The Best of the Body
By Thylias Moss
for Robyn
1. Spleen
It is highly vascular, that is
to say gifted; of the superior range
and more, no one is smart enough
to test its limits. No one
is God; God is not God.
The spleen is at the cardiac end
of the stomach, a fine neighborhood
patrolled by lymphocytes, white or colorless
nucleate cells that maintain immunity
to infection and resistance against bacteria
and other foreign entities except euphemisms.
O marvelous reservoir of blood,
red collection so gaudy it is fetish.
Worn-out erythrocytes the spleen destroys
and therefore eventually all the household
cells that submit to local drudgery, the carrying
of oxygen and hemoglobin they can’t keep, and that’s
how you get black bile, the melancholy next to mirth.
2. Liver
This is all the advice M_______ could manage
when they came for Ethyl:
Don’t hold it in your hand for it could be
drunk and not responsible and using that cover.
Beware the liver fluke, it is nothing but mistake,
nothing but parasite. Remember that the liver
does everything in the name of metabolism,
everything it does for Bolsheviks, for Nazis
and punks.
You will still be Ethyl when they call you C2H5OH
and send you to the liver. Do not be easy; you
owe that to womanhood, so wreck what you can.
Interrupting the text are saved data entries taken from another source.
fn call_user_function(rt: &mut Runtime, func: &Rc<FunctionValue>, args: Vec<Value>, caller_env: &Environment) -> Result<Value, InterpError> {
    if args.len() != func.params.len() {
        return Err(InterpError::ArityMismatch {
            expected: func.params.len(),
            got: args.len(),
        });
    }

    if rt.config.jit_enabled && func.jit_thunk.borrow().is_none() {
        if let Some(engine) = rt.engine.clone() {
            match jit::engine::compile_function(&engine, func, caller_env) {
                Ok(()) => {}
                Err(jit::CompileError::Jit(e)) => {
                    info!(error = %e, "function stays interpreter-only");
                }
                Err(jit::CompileError::Engine(e)) => {
                    return Err(InterpError::JitBuildFailed(e.to_string()));
                }
            }
        }
    }

    let has_thunk = func.jit_thunk.borrow().is_some();
    if rt.config.jit_enabled && has_thunk {
        if rt.config.shadow_enabled {
            // `shadow::run_dual`'s generic two-closure shape doesn't fit
            // here: the interpreter arm needs `&mut Runtime` to recurse
            // into further calls, which would alias a `&mut` borrow of
            // `rt.shadow_stats` taken for the same call. Both arms are run
            // directly instead, updating `rt.shadow_stats` by hand — the
            // same always-run-both, thunk-error-falls-back, divergence-
            // logged-or-strict algorithm `run_dual` implements and tests.
            let t0 = std::time::Instant::now();
            let interpreted = interpret_user_body(func, &args, caller_env, rt)?;
            trace!(elapsed = ?t0.elapsed(), "shadow: interpreter arm finished");
            rt.shadow_stats.interpreted += 1;

            let t1 = std::time::Instant::now();
            let jit_outcome = {
                let thunk = func.jit_thunk.borrow();
                thunk.as_ref().expect("checked has_thunk above").call(&args)
            };
            match jit_outcome {
                Ok(jitted) => {
                    trace!(elapsed = ?t1.elapsed(), "shadow: jit arm finished");
                    rt.shadow_stats.jit_calls += 1;
                    if jitted != interpreted {
                        rt.shadow_stats.divergences += 1;
                        warn!(
                            interpreted = %interpreted,
                            jitted = %jitted,
                            "shadow: jit and interpreter results diverged"
                        );
                        if rt.config.strict_divergence {
                            return Err(InterpError::Divergence {
                                interpreted: interpreted.to_string(),
                                jitted: jitted.to_string(),
                            });
                        }
                    }
                    return Ok(jitted);
                }
                Err(e) => {
                    rt.shadow_stats.fallbacks += 1;
                    info!(error = %e, "shadow: jit call failed, using interpreter result");
                    return Ok(interpreted);
                }
            }
        } else {
            let call_result = {
                let thunk = func.jit_thunk.borrow();
                thunk.as_ref().expect("checked has_thunk above").call(&args)
            };
            match call_result {
                Ok(v) => return Ok(v),
                Err(e) => info!(error = %e, "jit thunk failed, falling back to interpreter"),
            }
        }
    }

    interpret_user_body(func, &args, caller_env, rt)
}
//! Interpreter error taxonomy, styled after the teacher's `LoadError`/
//! `NativeError`/`VmError` enums: hand-rolled, manual `Display`, no
//! `thiserror`.

use std::fmt;

use crate::environment::EnvError;
use crate::value::CastError;

#[derive(Debug, Clone)]
pub enum InterpError {
    UnboundName(String),
    UndeclaredAssignment(String),
    Cast(CastError),
    ArityMismatch { expected: usize, got: usize },
    EmptyBlock,
    NotCallable(String),
    NotAStruct(String),
    FieldNotFound { field: String },
    DuplicateField(String),
    NotNumeric(String),
    NotImplemented(String),
    /// Carries the assembler/linker failure up from a fatal JIT build
    /// error (spec.md §7: fatal, unlike the recoverable `JitError`/
    /// `ThunkError` kinds).
    JitBuildFailed(String),
    /// Only reachable with `Config::strict_divergence` on.
    Divergence { interpreted: String, jitted: String },
}

impl fmt::Display for InterpError {
    fn fmt(&self, f: &mut fmt::Formatter<'_>) -> fmt::Result {
        match self {
            InterpError::UnboundName(n) => write!(f, "unbound name '{n}'"),
            InterpError::UndeclaredAssignment(n) => {
                write!(f, "assignment to undeclared name '{n}'")
            }
            InterpError::Cast(e) => write!(f, "{e}"),
            InterpError::ArityMismatch { expected, got } => {
                write!(f, "wrong number of arguments: expected {expected}, got {got}")
            }
            InterpError::EmptyBlock => write!(f, "a block must contain at least one statement"),
            InterpError::NotCallable(desc) => write!(f, "value is not callable: {desc}"),
            InterpError::NotAStruct(desc) => write!(f, "value is not a struct: {desc}"),
            InterpError::FieldNotFound { field } => write!(f, "no such field '{field}'"),
            InterpError::DuplicateField(name) => write!(f, "duplicate field name '{name}'"),
            InterpError::NotNumeric(desc) => {
                write!(f, "expected a numeric value, got: {desc}")
            }
            InterpError::NotImplemented(what) => write!(f, "not implemented: {what}"),
            InterpError::JitBuildFailed(msg) => write!(f, "jit build failed: {msg}"),
            InterpError::Divergence { interpreted, jitted } => write!(
                f,
                "jit and interpreter results diverged under strict mode: interpreted={interpreted}, jitted={jitted}"
            ),
        }
    }
}

impl std::error::Error for InterpError {}

impl From<CastError> for InterpError {
    fn from(e: CastError) -> Self {
        InterpError::Cast(e)
    }
}

impl From<EnvError> for InterpError {
    fn from(e: EnvError) -> Self {
        match e {
            EnvError::Unbound(n) => InterpError::UnboundName(n),
            EnvError::UndeclaredAssignment(n) => InterpError::UndeclaredAssignment(n),
        }
    }
}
To think that the first time you leave home
it’s a little trip to the system.
Darling Ethyl, readiness has never mattered.
3. Heart-to-heart Talk
—Have a heart and a nice day.
—Thank you. I have put the heart
in my mouth; is that the right place?
—Here; how about a change of heart?
—No; I haven’t quite finished this one
on my sleeve.
—So it’s that way, is it? I suspect
you're after my own heart.
—Oh no; you know I don’t have the heart
to do that. You know me by heart; remember?
Please believe me; I’m swearing with all my heart.
—Really? Well, I believe that came from
the bottom of your heart, close to the dregs,
the liver and spleen, not the creamy brain.